(Saved entries)
+===+

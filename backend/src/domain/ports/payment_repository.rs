//! Port for payment records.

use async_trait::async_trait;
use uuid::Uuid;

use crate::domain::{NewPayment, Payment, RecordOutcome, UserId};

use super::define_port_error;

define_port_error! {
    /// Errors raised by payment repository adapters.
    pub enum PaymentRepositoryError {
        /// Repository connection could not be established.
        Connection { message: String } => "payment repository connection failed: {message}",
        /// Query or mutation failed during execution.
        Query { message: String } => "payment repository query failed: {message}",
        /// The booking referenced by the payment does not exist.
        BookingNotFound { booking_id: Uuid } => "booking {booking_id} not found",
        /// A different checkout session already paid for the booking.
        BookingAlreadyPaid { booking_id: Uuid } => "booking {booking_id} already has a payment",
    }
}

#[cfg_attr(test, mockall::automock)]
#[async_trait]
pub trait PaymentRepository: Send + Sync {
    async fn find_by_booking(
        &self,
        booking_id: &Uuid,
    ) -> Result<Option<Payment>, PaymentRepositoryError>;

    /// Store a completed payment and mark its booking `completed` in one
    /// transaction.
    ///
    /// Returns [`RecordOutcome::AlreadyRecorded`] without touching the
    /// booking when the same processor session was already stored, and
    /// [`PaymentRepositoryError::BookingAlreadyPaid`] when another session
    /// paid for the booking first.
    async fn record_completed_checkout(
        &self,
        payment: &NewPayment,
    ) -> Result<RecordOutcome, PaymentRepositoryError>;

    /// Payments for bookings where `performer` performs, newest first.
    async fn list_for_performer(
        &self,
        performer: &UserId,
    ) -> Result<Vec<Payment>, PaymentRepositoryError>;

    /// Sum of completed payments for `performer`, in minor units.
    async fn completed_total_for_performer(
        &self,
        performer: &UserId,
    ) -> Result<i64, PaymentRepositoryError>;
}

+===+

### What you are asked to do
Repeat the entries. Keep each one exactly as written.

### Result
filename backend/src/domain/ports/payment_repository.rs
//! Port for payment records.

use async_trait::async_trait;
use uuid::Uuid;

use crate::domain::{NewPayment, Payment, RecordOutcome, UserId};

use super::define_port_error;

define_port_error! {
    /// Errors raised by payment repository adapters.
    pub enum PaymentRepositoryError {
        /// Repository connection could not be established.
        Connection { message: String } => "payment repository connection failed: {message}",
        /// Query or mutation failed during execution.
        Query { message: String } => "payment repository query failed: {message}",
        /// The booking referenced by the payment does not exist.
        BookingNotFound { booking_id: Uuid } => "booking {booking_id} not found",
        /// A different checkout session already paid for the booking.
        BookingAlreadyPaid { booking_id: Uuid } => "booking {booking_id} already has a payment",
    }
}

#[cfg_attr(test, mockall::automock)]
#[async_trait]
pub trait PaymentRepository: Send + Sync {
    async fn find_by_booking(
        &self,
        booking_id: &Uuid,
    ) -> Result<Option<Payment>, PaymentRepositoryError>;

    /// Store a completed payment and mark its booking `completed` in one
    /// transaction.
    ///
    /// Returns [`RecordOutcome::AlreadyRecorded`] without touching the
    /// booking when the same processor session was already stored, and
    /// [`PaymentRepositoryError::BookingAlreadyPaid`] when another session
    /// paid for the booking first.
    async fn record_completed_checkout(
        &self,
        payment: &NewPayment,
    ) -> Result<RecordOutcome, PaymentRepositoryError>;

    /// Payments for bookings where `performer` performs, newest first.
    async fn list_for_performer(
        &self,
        performer: &UserId,
    ) -> Result<Vec<Payment>, PaymentRepositoryError>;

    /// Sum of completed payments for `performer`, in minor units.
    async fn completed_total_for_performer(
        &self,
        performer: &UserId,
    ) -> Result<i64, PaymentRepositoryError>;
}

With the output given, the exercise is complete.